[Records to use — start]
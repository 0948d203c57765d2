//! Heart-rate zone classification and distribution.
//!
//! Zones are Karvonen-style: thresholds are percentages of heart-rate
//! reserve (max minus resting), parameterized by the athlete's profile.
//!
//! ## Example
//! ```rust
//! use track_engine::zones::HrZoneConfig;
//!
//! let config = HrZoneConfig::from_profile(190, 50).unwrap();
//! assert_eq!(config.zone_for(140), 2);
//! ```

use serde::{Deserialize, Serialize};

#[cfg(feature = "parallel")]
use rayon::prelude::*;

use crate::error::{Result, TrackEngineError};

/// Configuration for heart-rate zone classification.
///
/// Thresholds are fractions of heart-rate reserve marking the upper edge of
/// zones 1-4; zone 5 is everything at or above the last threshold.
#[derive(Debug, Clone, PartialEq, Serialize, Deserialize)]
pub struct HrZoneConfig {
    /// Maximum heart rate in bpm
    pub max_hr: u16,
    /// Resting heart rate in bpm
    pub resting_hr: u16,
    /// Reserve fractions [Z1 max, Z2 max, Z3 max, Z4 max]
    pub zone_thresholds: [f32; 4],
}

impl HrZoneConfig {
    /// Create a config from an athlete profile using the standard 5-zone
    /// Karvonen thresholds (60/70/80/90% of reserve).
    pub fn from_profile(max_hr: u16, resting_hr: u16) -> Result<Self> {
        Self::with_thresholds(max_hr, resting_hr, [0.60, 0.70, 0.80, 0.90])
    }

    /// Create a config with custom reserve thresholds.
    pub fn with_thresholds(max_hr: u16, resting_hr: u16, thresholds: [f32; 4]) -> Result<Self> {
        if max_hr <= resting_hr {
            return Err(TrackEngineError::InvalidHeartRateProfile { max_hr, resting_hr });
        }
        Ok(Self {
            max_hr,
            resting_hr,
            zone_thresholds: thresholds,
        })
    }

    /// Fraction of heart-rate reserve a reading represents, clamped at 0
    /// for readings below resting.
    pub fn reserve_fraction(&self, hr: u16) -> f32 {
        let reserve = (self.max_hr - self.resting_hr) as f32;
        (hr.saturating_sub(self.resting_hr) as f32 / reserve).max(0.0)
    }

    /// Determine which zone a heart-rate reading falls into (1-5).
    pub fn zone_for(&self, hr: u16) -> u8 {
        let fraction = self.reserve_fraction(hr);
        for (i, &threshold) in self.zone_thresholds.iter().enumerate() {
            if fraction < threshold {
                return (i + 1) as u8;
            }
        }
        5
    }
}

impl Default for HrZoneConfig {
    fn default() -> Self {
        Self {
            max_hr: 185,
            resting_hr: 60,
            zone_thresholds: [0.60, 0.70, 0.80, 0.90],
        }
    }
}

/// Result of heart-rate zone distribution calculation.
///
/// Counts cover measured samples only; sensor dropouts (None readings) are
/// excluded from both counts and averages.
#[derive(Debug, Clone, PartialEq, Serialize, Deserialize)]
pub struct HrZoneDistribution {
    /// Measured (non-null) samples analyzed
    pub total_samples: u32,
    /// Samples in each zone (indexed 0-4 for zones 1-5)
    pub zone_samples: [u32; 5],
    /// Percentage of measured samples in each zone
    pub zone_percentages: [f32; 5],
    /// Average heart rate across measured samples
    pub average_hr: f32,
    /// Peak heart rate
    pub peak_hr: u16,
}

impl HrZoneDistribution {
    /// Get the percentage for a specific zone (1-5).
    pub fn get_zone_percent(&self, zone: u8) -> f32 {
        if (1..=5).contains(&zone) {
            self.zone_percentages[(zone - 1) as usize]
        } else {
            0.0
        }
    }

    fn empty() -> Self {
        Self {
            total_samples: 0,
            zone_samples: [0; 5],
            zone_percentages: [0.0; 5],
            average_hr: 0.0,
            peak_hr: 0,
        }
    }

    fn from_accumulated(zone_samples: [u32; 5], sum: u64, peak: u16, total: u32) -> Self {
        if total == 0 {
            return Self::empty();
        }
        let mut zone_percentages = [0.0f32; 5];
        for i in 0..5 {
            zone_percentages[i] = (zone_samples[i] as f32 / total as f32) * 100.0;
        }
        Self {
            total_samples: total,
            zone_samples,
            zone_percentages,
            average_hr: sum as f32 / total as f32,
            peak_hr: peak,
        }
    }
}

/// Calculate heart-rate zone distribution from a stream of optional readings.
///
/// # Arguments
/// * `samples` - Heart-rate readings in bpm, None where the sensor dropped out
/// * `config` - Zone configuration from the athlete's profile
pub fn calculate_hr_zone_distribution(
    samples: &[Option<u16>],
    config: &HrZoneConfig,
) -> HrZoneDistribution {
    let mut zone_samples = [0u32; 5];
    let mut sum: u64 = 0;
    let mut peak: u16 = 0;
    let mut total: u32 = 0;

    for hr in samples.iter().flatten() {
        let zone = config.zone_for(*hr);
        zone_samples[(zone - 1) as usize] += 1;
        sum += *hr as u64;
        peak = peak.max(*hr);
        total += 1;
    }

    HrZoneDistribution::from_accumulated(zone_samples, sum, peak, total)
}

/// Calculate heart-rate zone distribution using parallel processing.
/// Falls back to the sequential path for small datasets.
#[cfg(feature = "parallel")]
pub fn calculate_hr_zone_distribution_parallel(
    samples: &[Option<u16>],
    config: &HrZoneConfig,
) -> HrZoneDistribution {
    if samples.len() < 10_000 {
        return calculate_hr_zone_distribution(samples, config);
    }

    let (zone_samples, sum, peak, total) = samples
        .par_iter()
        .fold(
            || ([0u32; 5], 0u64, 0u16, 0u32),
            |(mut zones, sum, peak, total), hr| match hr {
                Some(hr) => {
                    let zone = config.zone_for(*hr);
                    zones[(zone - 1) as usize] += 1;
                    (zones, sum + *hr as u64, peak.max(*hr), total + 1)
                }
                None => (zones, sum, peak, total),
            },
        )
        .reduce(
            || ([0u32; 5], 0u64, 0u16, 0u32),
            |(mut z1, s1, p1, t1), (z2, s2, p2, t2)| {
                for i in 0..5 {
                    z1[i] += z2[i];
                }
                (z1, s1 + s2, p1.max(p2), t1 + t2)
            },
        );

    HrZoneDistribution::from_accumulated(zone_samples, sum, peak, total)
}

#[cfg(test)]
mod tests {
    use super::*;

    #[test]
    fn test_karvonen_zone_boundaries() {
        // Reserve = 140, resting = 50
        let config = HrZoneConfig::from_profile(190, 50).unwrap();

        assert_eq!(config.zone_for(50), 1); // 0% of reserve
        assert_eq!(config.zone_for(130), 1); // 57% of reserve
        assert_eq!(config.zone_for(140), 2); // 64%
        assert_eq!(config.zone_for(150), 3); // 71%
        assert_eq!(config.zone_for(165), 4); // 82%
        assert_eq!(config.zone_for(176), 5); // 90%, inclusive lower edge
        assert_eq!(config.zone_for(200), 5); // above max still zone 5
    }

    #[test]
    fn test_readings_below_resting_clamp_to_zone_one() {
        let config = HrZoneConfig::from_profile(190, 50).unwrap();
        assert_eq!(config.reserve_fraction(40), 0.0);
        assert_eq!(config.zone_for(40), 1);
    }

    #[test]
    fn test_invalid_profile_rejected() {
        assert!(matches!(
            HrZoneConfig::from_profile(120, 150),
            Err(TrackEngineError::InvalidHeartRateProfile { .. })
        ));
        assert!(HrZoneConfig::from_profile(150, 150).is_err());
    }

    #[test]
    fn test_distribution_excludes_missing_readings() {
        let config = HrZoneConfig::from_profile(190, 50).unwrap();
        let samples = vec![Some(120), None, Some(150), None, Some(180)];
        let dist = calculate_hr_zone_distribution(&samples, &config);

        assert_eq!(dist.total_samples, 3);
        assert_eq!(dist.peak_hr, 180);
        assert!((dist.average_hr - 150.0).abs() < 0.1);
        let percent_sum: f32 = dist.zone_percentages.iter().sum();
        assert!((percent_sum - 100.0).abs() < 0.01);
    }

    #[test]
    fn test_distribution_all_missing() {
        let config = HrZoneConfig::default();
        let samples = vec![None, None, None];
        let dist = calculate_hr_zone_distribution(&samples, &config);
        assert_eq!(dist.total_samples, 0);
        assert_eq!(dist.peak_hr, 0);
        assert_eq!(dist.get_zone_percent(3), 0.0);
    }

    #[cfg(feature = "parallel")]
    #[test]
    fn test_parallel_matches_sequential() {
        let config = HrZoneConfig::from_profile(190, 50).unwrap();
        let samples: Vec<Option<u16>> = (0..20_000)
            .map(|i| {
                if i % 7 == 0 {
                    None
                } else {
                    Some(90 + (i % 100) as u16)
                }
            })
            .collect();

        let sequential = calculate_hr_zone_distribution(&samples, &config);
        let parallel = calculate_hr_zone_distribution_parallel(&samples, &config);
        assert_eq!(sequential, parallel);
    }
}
[Records to use — finish]
[Records to use — start]
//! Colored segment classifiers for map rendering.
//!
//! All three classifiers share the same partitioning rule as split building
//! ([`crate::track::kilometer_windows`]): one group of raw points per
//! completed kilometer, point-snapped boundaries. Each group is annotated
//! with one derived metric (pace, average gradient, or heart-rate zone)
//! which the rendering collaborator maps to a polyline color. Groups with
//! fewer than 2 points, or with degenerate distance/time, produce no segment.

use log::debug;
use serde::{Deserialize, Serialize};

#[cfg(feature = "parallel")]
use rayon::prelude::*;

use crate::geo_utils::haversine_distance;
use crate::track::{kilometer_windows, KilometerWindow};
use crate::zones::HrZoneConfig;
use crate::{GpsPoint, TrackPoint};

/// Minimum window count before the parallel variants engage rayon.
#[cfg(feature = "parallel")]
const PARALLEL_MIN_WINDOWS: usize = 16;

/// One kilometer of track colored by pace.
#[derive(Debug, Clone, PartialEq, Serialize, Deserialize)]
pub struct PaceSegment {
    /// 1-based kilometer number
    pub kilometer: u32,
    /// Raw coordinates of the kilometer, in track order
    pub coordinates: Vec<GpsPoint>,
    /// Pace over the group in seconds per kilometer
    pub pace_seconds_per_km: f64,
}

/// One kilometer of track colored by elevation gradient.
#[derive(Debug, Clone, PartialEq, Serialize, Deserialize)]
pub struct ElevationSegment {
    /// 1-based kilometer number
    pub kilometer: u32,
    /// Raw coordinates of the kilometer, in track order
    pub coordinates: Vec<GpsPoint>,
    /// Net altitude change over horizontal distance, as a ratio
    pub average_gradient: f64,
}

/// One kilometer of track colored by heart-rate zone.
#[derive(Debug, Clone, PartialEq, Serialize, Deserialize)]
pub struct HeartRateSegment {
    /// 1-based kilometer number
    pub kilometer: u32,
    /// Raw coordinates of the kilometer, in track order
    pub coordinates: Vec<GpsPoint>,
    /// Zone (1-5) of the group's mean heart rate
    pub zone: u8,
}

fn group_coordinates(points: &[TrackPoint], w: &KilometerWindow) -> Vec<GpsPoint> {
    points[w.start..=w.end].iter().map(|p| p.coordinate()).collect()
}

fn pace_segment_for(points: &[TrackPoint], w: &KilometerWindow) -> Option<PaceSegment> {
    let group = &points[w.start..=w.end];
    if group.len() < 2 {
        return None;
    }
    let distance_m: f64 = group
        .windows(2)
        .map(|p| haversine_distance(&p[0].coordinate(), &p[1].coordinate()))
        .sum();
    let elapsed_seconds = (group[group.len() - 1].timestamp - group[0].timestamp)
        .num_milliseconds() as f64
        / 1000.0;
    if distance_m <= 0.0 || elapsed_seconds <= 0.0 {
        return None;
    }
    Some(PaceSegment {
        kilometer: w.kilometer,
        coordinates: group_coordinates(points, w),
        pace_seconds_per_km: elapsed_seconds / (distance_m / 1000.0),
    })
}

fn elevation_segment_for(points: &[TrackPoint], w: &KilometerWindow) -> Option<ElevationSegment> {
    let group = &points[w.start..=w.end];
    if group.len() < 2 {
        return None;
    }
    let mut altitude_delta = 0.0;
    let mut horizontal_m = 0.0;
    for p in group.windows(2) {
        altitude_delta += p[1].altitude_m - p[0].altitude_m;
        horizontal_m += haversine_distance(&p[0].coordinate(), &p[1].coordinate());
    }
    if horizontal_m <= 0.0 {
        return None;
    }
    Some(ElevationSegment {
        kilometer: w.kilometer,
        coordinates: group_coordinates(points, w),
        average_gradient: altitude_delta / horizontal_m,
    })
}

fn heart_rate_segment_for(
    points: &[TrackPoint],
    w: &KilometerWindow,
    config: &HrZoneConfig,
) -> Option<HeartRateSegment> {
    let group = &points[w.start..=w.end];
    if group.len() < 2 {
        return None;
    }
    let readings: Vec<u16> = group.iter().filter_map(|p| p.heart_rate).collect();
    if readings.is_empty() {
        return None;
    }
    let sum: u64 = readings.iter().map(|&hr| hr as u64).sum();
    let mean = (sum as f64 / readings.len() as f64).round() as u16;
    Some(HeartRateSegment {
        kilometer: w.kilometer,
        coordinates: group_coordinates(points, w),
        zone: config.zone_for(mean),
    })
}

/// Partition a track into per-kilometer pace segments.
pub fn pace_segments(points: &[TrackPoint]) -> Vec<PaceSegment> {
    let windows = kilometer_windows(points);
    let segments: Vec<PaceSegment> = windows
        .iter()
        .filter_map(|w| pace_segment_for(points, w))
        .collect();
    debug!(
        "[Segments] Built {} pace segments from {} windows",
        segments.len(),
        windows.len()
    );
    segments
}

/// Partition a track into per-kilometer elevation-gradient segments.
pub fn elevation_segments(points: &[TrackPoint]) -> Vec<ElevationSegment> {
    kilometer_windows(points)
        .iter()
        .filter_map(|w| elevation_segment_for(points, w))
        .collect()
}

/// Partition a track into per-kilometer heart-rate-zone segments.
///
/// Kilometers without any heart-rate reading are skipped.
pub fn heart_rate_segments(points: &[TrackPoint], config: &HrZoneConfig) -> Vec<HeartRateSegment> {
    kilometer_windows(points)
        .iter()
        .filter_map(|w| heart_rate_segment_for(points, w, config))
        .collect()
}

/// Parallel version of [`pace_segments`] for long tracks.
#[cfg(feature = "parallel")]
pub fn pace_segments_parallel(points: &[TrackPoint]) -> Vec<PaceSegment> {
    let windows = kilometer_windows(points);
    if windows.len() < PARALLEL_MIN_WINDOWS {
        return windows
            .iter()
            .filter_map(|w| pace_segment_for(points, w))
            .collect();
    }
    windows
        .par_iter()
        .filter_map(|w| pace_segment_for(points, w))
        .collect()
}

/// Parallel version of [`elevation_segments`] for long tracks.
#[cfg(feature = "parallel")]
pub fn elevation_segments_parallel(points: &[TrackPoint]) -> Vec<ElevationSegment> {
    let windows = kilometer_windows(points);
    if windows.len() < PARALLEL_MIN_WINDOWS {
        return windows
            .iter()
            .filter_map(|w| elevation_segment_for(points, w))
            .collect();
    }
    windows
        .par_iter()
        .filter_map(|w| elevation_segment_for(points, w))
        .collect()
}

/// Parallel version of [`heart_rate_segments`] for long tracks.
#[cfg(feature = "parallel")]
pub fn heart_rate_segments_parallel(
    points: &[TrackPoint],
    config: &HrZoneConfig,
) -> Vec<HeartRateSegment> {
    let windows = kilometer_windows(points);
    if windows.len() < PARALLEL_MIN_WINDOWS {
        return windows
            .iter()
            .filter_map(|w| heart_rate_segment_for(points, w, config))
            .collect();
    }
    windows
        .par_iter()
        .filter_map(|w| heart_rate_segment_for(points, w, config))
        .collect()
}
[Records to use — finish]
[Records to use — start]
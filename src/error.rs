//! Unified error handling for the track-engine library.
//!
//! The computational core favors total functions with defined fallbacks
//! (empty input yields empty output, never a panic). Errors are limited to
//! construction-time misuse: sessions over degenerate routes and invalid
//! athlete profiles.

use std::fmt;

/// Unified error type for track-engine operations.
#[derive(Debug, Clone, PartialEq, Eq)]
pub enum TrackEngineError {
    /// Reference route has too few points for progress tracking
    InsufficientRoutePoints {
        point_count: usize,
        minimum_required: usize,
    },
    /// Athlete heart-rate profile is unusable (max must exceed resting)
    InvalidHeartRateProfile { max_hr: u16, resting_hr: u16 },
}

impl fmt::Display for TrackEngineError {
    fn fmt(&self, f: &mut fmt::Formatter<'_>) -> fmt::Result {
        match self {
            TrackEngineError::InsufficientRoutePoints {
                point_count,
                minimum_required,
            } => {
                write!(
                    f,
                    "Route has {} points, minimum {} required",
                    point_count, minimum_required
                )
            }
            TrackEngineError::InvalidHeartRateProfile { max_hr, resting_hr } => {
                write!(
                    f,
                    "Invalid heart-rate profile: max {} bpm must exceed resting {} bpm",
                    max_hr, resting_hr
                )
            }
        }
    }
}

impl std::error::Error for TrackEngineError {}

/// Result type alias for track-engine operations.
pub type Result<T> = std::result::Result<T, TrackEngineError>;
[Records to use — finish]
In the material above, locate the line containing "repository 0948d203c57765d2" and the line containing "Resting heart rate in bpm". Transcribe exactly those two lines and every line between them, and nothing more.

**Solved exercise**
repository 0948d203c57765d2
//! Heart-rate zone classification and distribution.
//!
//! Zones are Karvonen-style: thresholds are percentages of heart-rate
//! reserve (max minus resting), parameterized by the athlete's profile.
//!
//! ## Example
//! ```rust
//! use track_engine::zones::HrZoneConfig;
//!
//! let config = HrZoneConfig::from_profile(190, 50).unwrap();
//! assert_eq!(config.zone_for(140), 2);
//! ```

use serde::{Deserialize, Serialize};

#[cfg(feature = "parallel")]
use rayon::prelude::*;

use crate::error::{Result, TrackEngineError};

/// Configuration for heart-rate zone classification.
///
/// Thresholds are fractions of heart-rate reserve marking the upper edge of
/// zones 1-4; zone 5 is everything at or above the last threshold.
#[derive(Debug, Clone, PartialEq, Serialize, Deserialize)]
pub struct HrZoneConfig {
    /// Maximum heart rate in bpm
    pub max_hr: u16,
    /// Resting heart rate in bpm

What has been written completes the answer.